Posted by Danni on August 16, 2019

What is Hashing?

Merriam-Webster: noun: “chopped meat mixed with potatoes and browned”; verb: “to chop (as meat and potatoes) into small pieces.”

So basically, hashing is the mapping between data object.(general terms) The input and output values do not need to be the same type.

hash collision: more than one input being maped to the same hash result. (the infamous Hash Collision Attack)

Simple hash in Redis?

To ensure the high availability and improve readability, we can simply do the replication in Redis so that it can form the Master-Master or Master-Slave; Building clusters to split read/write in data operations.

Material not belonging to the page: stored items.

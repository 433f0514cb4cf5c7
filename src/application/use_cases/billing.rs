use async_trait::async_trait;
use chrono::{DateTime, Datelike, NaiveDate, TimeZone, Utc};
use serde::Serialize;
use std::sync::Arc;
use uuid::Uuid;

use crate::{
    app_error::{AppError, AppResult},
    application::use_cases::{
        finalizer::Finalizer,
        gateway_factory::GatewayFactory,
        membership::MembershipPlanRepo,
        payment_intent::{NewPaymentIntent, PaymentIntentRepo},
    },
    domain::entities::{
        gateway::Gateway,
        payment_intent::{Actor, IntentKind, DEFAULT_CURRENCY},
        subscription::{
            InvoiceStatus, PendingPlanChange, Subscription, SubscriptionInvoice,
            SubscriptionStatus,
        },
    },
};

/// Subscriptions picked up per scheduler sweep.
const BILLING_BATCH: i64 = 100;

// ============================================================================
// Date & Proration Arithmetic
// ============================================================================

/// Advance one calendar month, clamping the day-of-month when the target
/// month is shorter (Jan 31 → Feb 28/29, never Mar 3).
pub fn add_one_month_clamped(at: DateTime<Utc>) -> DateTime<Utc> {
    shift_months(at, 1)
}

/// Inverse of [`add_one_month_clamped`], used to recover the start of the
/// current billing window from `next_billing_at`.
pub fn subtract_one_month_clamped(at: DateTime<Utc>) -> DateTime<Utc> {
    shift_months(at, -1)
}

fn shift_months(at: DateTime<Utc>, delta: i32) -> DateTime<Utc> {
    let date = at.date_naive();
    let month0 = date.year() * 12 + date.month0() as i32 + delta;
    let year = month0.div_euclid(12);
    let month = month0.rem_euclid(12) as u32 + 1;
    let day = date.day().min(last_day_of_month(year, month));
    let shifted = NaiveDate::from_ymd_opt(year, month, day)
        .expect("clamped day is always valid")
        .and_time(at.time());
    Utc.from_utc_datetime(&shifted)
}

fn last_day_of_month(year: i32, month: u32) -> u32 {
    let (next_year, next_month) = if month == 12 {
        (year + 1, 1)
    } else {
        (year, month + 1)
    };
    NaiveDate::from_ymd_opt(next_year, next_month, 1)
        .expect("first of month is always valid")
        .pred_opt()
        .expect("first of month has a predecessor")
        .day()
}

/// Amount due for an upgrade mid-cycle: the new plan price minus the
/// unused value of the current plan, floored at zero. Past the end of the
/// window the full new price is due.
pub fn prorate_upgrade(
    current_amount_cents: i64,
    new_amount_cents: i64,
    billing_start: DateTime<Utc>,
    billing_end: DateTime<Utc>,
    now: DateTime<Utc>,
) -> i64 {
    let total_ms = (billing_end - billing_start).num_milliseconds();
    let remaining_ms = (billing_end - now).num_milliseconds();
    if remaining_ms <= 0 || total_ms <= 0 {
        return new_amount_cents;
    }
    let remaining_ratio = remaining_ms as f64 / total_ms as f64;
    let unused_value = current_amount_cents as f64 * remaining_ratio;
    (new_amount_cents as f64 - unused_value).max(0.0).round() as i64
}

// ============================================================================
// Repository Traits
// ============================================================================

#[derive(Debug, Clone)]
pub struct NewSubscription {
    pub user_id: Uuid,
    pub plan_id: Uuid,
    pub gateway: Gateway,
    pub amount_cents: i64,
    pub currency: String,
    pub card_token: String,
    pub card_last4: Option<String>,
    pub next_billing_at: DateTime<Utc>,
}

/// State written by a successful cycle advance. `retry_count` resets to
/// zero implicitly.
#[derive(Debug, Clone)]
pub struct CycleAdvance {
    pub current_cycle: i32,
    pub next_billing_at: DateTime<Utc>,
    pub plan_id: Uuid,
    pub amount_cents: i64,
    pub clear_pending: bool,
}

#[async_trait]
pub trait SubscriptionRepo: Send + Sync {
    async fn create(&self, input: &NewSubscription) -> AppResult<Subscription>;
    async fn get(&self, id: Uuid) -> AppResult<Option<Subscription>>;
    async fn get_active_by_user(&self, user_id: Uuid) -> AppResult<Option<Subscription>>;
    async fn list_due(&self, now: DateTime<Utc>, limit: i64) -> AppResult<Vec<Subscription>>;
    async fn advance_cycle(&self, id: Uuid, update: &CycleAdvance) -> AppResult<()>;
    async fn record_failure(
        &self,
        id: Uuid,
        retry_count: i32,
        status: SubscriptionStatus,
    ) -> AppResult<()>;
    async fn set_pending_change(&self, id: Uuid, change: &PendingPlanChange) -> AppResult<()>;
    /// Immediate plan swap (upgrade settlement); also clears any queued
    /// pending change, which the upgrade supersedes.
    async fn apply_plan_now(&self, id: Uuid, plan_id: Uuid, amount_cents: i64) -> AppResult<()>;
    async fn cancel(&self, id: Uuid) -> AppResult<()>;
}

#[derive(Debug, Clone)]
pub struct NewSubscriptionInvoice {
    pub subscription_id: Uuid,
    pub payment_intent_id: Uuid,
    pub billing_cycle: i32,
    pub amount_cents: i64,
    pub status: InvoiceStatus,
    pub billed_at: DateTime<Utc>,
}

#[async_trait]
pub trait SubscriptionInvoiceRepo: Send + Sync {
    async fn exists_for_cycle(&self, subscription_id: Uuid, billing_cycle: i32)
    -> AppResult<bool>;
    /// Insert guarded by the unique (subscription_id, billing_cycle) key;
    /// `false` when another run already recorded this cycle.
    async fn try_create(&self, input: &NewSubscriptionInvoice) -> AppResult<bool>;
    async fn list_by_subscription(
        &self,
        subscription_id: Uuid,
    ) -> AppResult<Vec<SubscriptionInvoice>>;
}
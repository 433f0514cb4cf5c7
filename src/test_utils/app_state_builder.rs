//! Fully-wired test harness: every repo in memory, every gateway a mock,
//! the same use-case graph `infra::setup` builds for production.

use std::collections::HashMap;
use std::sync::Arc;

use axum::http::HeaderValue;
use uuid::Uuid;

use crate::{
    adapters::http::app_state::AppState,
    application::ports::payment_gateway::PaymentGatewayPort,
    application::use_cases::{
        billing::BillingUseCases,
        finalizer::Finalizer,
        gateway_factory::GatewayFactory,
        membership::MembershipUseCases,
        orders::OrderUseCases,
        payment_intent::PaymentIntentUseCases,
        voucher_qr::VoucherQrUseCases,
        wallet::WalletUseCases,
    },
    domain::entities::{
        cart::Cart,
        gateway::Gateway,
        membership::MembershipPlan,
        order::Order,
        payment_intent::Actor,
        provider::ProviderProfile,
        voucher::Voucher,
    },
    infra::{config::AppConfig, gateways::mock::MockGateway},
    test_utils::{factories, mocks::*},
};

pub const TEST_RETRY_LIMIT: i32 = 3;

pub struct TestHarness {
    pub intents: Arc<InMemoryPaymentIntentRepo>,
    pub carts: Arc<InMemoryCartRepo>,
    pub order_repo: Arc<InMemoryOrderRepo>,
    pub voucher_repo: Arc<InMemoryVoucherRepo>,
    pub provider_repo: Arc<InMemoryProviderRepo>,
    pub plan_repo: Arc<InMemoryMembershipPlanRepo>,
    pub membership_payment_repo: Arc<InMemoryMembershipPaymentRepo>,
    pub user_membership_repo: Arc<InMemoryUserMembershipRepo>,
    pub subscription_repo: Arc<InMemorySubscriptionRepo>,
    pub invoice_repo: Arc<InMemorySubscriptionInvoiceRepo>,
    pub wallet_repo: Arc<InMemoryWalletRepo>,
    pub mock_gateways: HashMap<Gateway, Arc<MockGateway>>,
    pub gateways: Arc<GatewayFactory>,
    pub payments: Arc<PaymentIntentUseCases>,
    pub billing: Arc<BillingUseCases>,
    pub membership: Arc<MembershipUseCases>,
    pub vouchers: Arc<VoucherQrUseCases>,
    pub orders: Arc<OrderUseCases>,
    pub wallet: Arc<WalletUseCases>,
}

fn test_config() -> AppConfig {
    AppConfig {
        bind_addr: "127.0.0.1:0".parse().unwrap(),
        database_url: "postgres://unused-in-tests".into(),
        cors_origin: HeaderValue::from_static("http://localhost:3000"),
        currency: "SAR".into(),
        tap_secret_key: None,
        tap_webhook_key: None,
        tabby_secret_key: None,
        tamara_api_token: None,
        subscription_retry_attempts: TEST_RETRY_LIMIT,
        billing_poll_interval_secs: 3600,
    }
}

impl TestHarness {
    /// All gateways settle inline (mock mode as production sees it).
    pub fn new() -> Self {
        Self::build(false)
    }

    /// All gateways leave charges pending, mimicking live gateways whose
    /// confirmation arrives later by webhook.
    pub fn live() -> Self {
        Self::build(true)
    }

    fn build(deferred: bool) -> Self {
        let intents = Arc::new(InMemoryPaymentIntentRepo::new());
        let carts = Arc::new(InMemoryCartRepo::new());
        let order_repo = Arc::new(InMemoryOrderRepo::new());
        let voucher_repo = Arc::new(InMemoryVoucherRepo::new());
        let provider_repo = Arc::new(InMemoryProviderRepo::new());
        let plan_repo = Arc::new(InMemoryMembershipPlanRepo::new());
        let membership_payment_repo = Arc::new(InMemoryMembershipPaymentRepo::new());
        let user_membership_repo = Arc::new(InMemoryUserMembershipRepo::new());
        let subscription_repo = Arc::new(InMemorySubscriptionRepo::new());
        let invoice_repo = Arc::new(InMemorySubscriptionInvoiceRepo::new());
        let wallet_repo = Arc::new(InMemoryWalletRepo::new());

        let mut mock_gateways = HashMap::new();
        let mut adapters: Vec<Arc<dyn PaymentGatewayPort>> = Vec::new();
        for gateway in Gateway::ALL {
            let mock = Arc::new(if deferred {
                MockGateway::deferred(gateway)
            } else {
                MockGateway::new(gateway)
            });
            mock_gateways.insert(gateway, mock.clone());
            adapters.push(mock);
        }
        let gateways = Arc::new(GatewayFactory::new(adapters));

        let membership = Arc::new(MembershipUseCases::new(
            membership_payment_repo.clone(),
            user_membership_repo.clone(),
        ));

        let finalizer = Arc::new(Finalizer::new(
            carts.clone(),
            order_repo.clone(),
            voucher_repo.clone(),
            membership.clone(),
            subscription_repo.clone(),
            invoice_repo.clone(),
            gateways.clone(),
        ));

        let payments = Arc::new(PaymentIntentUseCases::new(
            intents.clone(),
            carts.clone(),
            provider_repo.clone(),
            plan_repo.clone(),
            membership_payment_repo.clone(),
            gateways.clone(),
            finalizer.clone(),
        ));

        let billing = Arc::new(BillingUseCases::new(
            subscription_repo.clone(),
            invoice_repo.clone(),
            intents.clone(),
            plan_repo.clone(),
            gateways.clone(),
            finalizer,
            TEST_RETRY_LIMIT,
        ));

        let vouchers = Arc::new(VoucherQrUseCases::new(voucher_repo.clone()));
        let orders = Arc::new(OrderUseCases::new(order_repo.clone()));
        let wallet = Arc::new(WalletUseCases::new(wallet_repo.clone()));

        Self {
            intents,
            carts,
            order_repo,
            voucher_repo,
            provider_repo,
            plan_repo,
            membership_payment_repo,
            user_membership_repo,
            subscription_repo,
            invoice_repo,
            wallet_repo,
            mock_gateways,
            gateways,
            payments,
            billing,
            membership,
            vouchers,
            orders,
            wallet,
        }
    }

    pub fn app_state(&self) -> AppState {
        AppState {
            config: Arc::new(test_config()),
            payments: self.payments.clone(),
            billing: self.billing.clone(),
            membership: self.membership.clone(),
            vouchers: self.vouchers.clone(),
            orders: self.orders.clone(),
            wallet: self.wallet.clone(),
            gateways: self.gateways.clone(),
        }
    }

    // ------------------------------------------------------------------
    // Seeding helpers
    // ------------------------------------------------------------------

    pub fn seed_cart(&self, actor: &Actor, items: usize) -> Cart {
        let provider_id = Uuid::new_v4();
        let cart = Cart {
            id: Uuid::new_v4(),
            actor: actor.clone(),
            items: (0..items)
                .map(|i| factories::cart_item(provider_id, 1500 + i as i64 * 100, 1))
                .collect(),
        };
        self.carts.insert(cart.clone());
        cart
    }

    pub fn seed_provider(&self, voucher_discount_percent: Option<i32>) -> ProviderProfile {
        let provider = factories::provider(voucher_discount_percent);
        self.provider_repo.insert(provider.clone());
        provider
    }

    pub fn seed_plan(&self, monthly_price_cents: i64, yearly_price_cents: i64) -> MembershipPlan {
        let plan = factories::plan(monthly_price_cents, yearly_price_cents);
        self.plan_repo.insert(plan.clone());
        plan
    }

    // ------------------------------------------------------------------
    // Inspection helpers
    // ------------------------------------------------------------------

    pub fn orders_for_intent(&self, intent_id: Uuid) -> Vec<Order> {
        self.order_repo
            .all()
            .into_iter()
            .filter(|order| order.payment.payment_intent_id == intent_id)
            .collect()
    }

    pub fn vouchers_owned_by(&self, owner_user_id: Uuid) -> Vec<Voucher> {
        self.voucher_repo
            .vouchers
            .lock()
            .unwrap()
            .values()
            .filter(|voucher| voucher.owner_user_id == owner_user_id)
            .cloned()
            .collect()
    }

    pub fn charges_created(&self) -> usize {
        self.mock_gateways
            .values()
            .map(|mock| mock.charges_created())
            .sum()
    }

    pub fn refunds_issued(&self) -> usize {
        self.mock_gateways
            .values()
            .map(|mock| mock.refunds_issued())
            .sum()
    }
}

impl Default for TestHarness {
    fn default() -> Self {
        Self::new()
    }
}
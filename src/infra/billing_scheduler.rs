use std::sync::Arc;
use std::time::Duration;

use chrono::Utc;
use tokio::time::interval;
use tracing::{error, info};

use crate::application::use_cases::billing::BillingUseCases;

/// Periodic sweep over due subscriptions. Not reentrant per subscription
/// by construction: the invoice-uniqueness check inside the billing use
/// case keeps overlapping runs safe, so no lock is taken here.
pub async fn run_billing_loop(billing: Arc<BillingUseCases>, poll_interval_secs: u64) {
    let mut ticker = interval(Duration::from_secs(poll_interval_secs));

    info!(
        "Subscription billing worker started (polling every {}s)",
        poll_interval_secs
    );

    loop {
        ticker.tick().await;
        match billing.run_due_cycles(Utc::now()).await {
            Ok(processed) if processed > 0 => {
                info!(processed, "Billing sweep completed");
            }
            Ok(_) => {}
            Err(e) => {
                error!(error = %e, "Billing sweep failed");
            }
        }
    }
}
#[async_trait]
impl SubscriptionInvoiceRepo for InMemorySubscriptionInvoiceRepo {
    async fn exists_for_cycle(
        &self,
        subscription_id: Uuid,
        billing_cycle: i32,
    ) -> AppResult<bool> {
        Ok(self.invoices.lock().unwrap().iter().any(|invoice| {
            invoice.subscription_id == subscription_id && invoice.billing_cycle == billing_cycle
        }))
    }

    async fn try_create(&self, input: &NewSubscriptionInvoice) -> AppResult<bool> {
        let mut invoices = self.invoices.lock().unwrap();
        // Unique (subscription_id, billing_cycle), like the DB index.
        if invoices.iter().any(|invoice| {
            invoice.subscription_id == input.subscription_id
                && invoice.billing_cycle == input.billing_cycle
        }) {
            return Ok(false);
        }
        invoices.push(SubscriptionInvoice {
            id: Uuid::new_v4(),
            subscription_id: input.subscription_id,
            payment_intent_id: input.payment_intent_id,
            billing_cycle: input.billing_cycle,
            amount_cents: input.amount_cents,
            status: input.status,
            billed_at: input.billed_at,
        });
        Ok(true)
    }

    async fn list_by_subscription(
        &self,
        subscription_id: Uuid,
    ) -> AppResult<Vec<SubscriptionInvoice>> {
        let mut result: Vec<SubscriptionInvoice> = self
            .invoices
            .lock()
            .unwrap()
            .iter()
            .filter(|invoice| invoice.subscription_id == subscription_id)
            .cloned()
            .collect();
        result.sort_by_key(|invoice| invoice.billing_cycle);
        Ok(result)
    }
}

// ============================================================================
// InMemoryWalletRepo
// ============================================================================

#[derive(Default)]
pub struct InMemoryWalletRepo {
    pub balances: Mutex<HashMap<Uuid, i64>>,
}

impl InMemoryWalletRepo {
    pub fn new() -> Self {
        Self::default()
    }

    pub fn set_balance(&self, user_id: Uuid, balance_cents: i64) {
        self.balances.lock().unwrap().insert(user_id, balance_cents);
    }
}

#[async_trait]
impl WalletRepo for InMemoryWalletRepo {
    async fn balance(&self, user_id: Uuid) -> AppResult<Option<i64>> {
        Ok(self.balances.lock().unwrap().get(&user_id).copied())
    }

    async fn debit(&self, user_id: Uuid, amount_cents: i64) -> AppResult<Option<i64>> {
        let mut balances = self.balances.lock().unwrap();
        match balances.get_mut(&user_id) {
            Some(balance) if *balance >= amount_cents => {
                *balance -= amount_cents;
                Ok(Some(*balance))
            }
            _ => Ok(None),
        }
    }

    async fn credit(&self, user_id: Uuid, amount_cents: i64) -> AppResult<Option<i64>> {
        let mut balances = self.balances.lock().unwrap();
        match balances.get_mut(&user_id) {
            Some(balance) => {
                *balance += amount_cents;
                Ok(Some(*balance))
            }
            None => Ok(None),
        }
    }
}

Similar to the database, when the data is too large, we create new db/tables.

High Availability in Redis [Source: Redis Labs][i1]

One example, if the key is the image name and the value is the file path,

• to search for a certain image on Redis server takes traversal time(for each server)
• If we use the plain hash, hash(file-name.png) % num(server), we can directly go to the one we need but there are certain problems -> when the server name changes, every cache location changes too.
1
hash(1.png)%2  -> hash(1.png)%3 = ?


Consistent Hashing

Consistent hashing still uses module method. But instead of moding the server number, it mods the 2^32, which takes the entire hashing space as a clock-wise circle, starting from the 0 node.

• First, hash each server(using IP/server name/…)
• For each file,use sane hash function to hash the key to get the hash value on the circle, walking clock-wise, the first server encoutered should be its designated server.

Consistent Hashing in Redis [Source: Redis Labs][i2]

Fault Tolerance

If one node down or more node added, we simply need to update a small portion of file mapping while the majority stay unborthered.

Weighted Hosts

This happends when we have more (or less) load to one server as to the rest. Possible reasons are un-evenly distributed nodes(/the few nodes).

For this situation, we can adopt virtual nodes that still map back to the original node, like “Node A#1”, “Node A#2”, “Node A#3”. IN practice, it’s common to set the number of virtual nodes larger than 32 so that the even distribution with few nodes is guaranteed.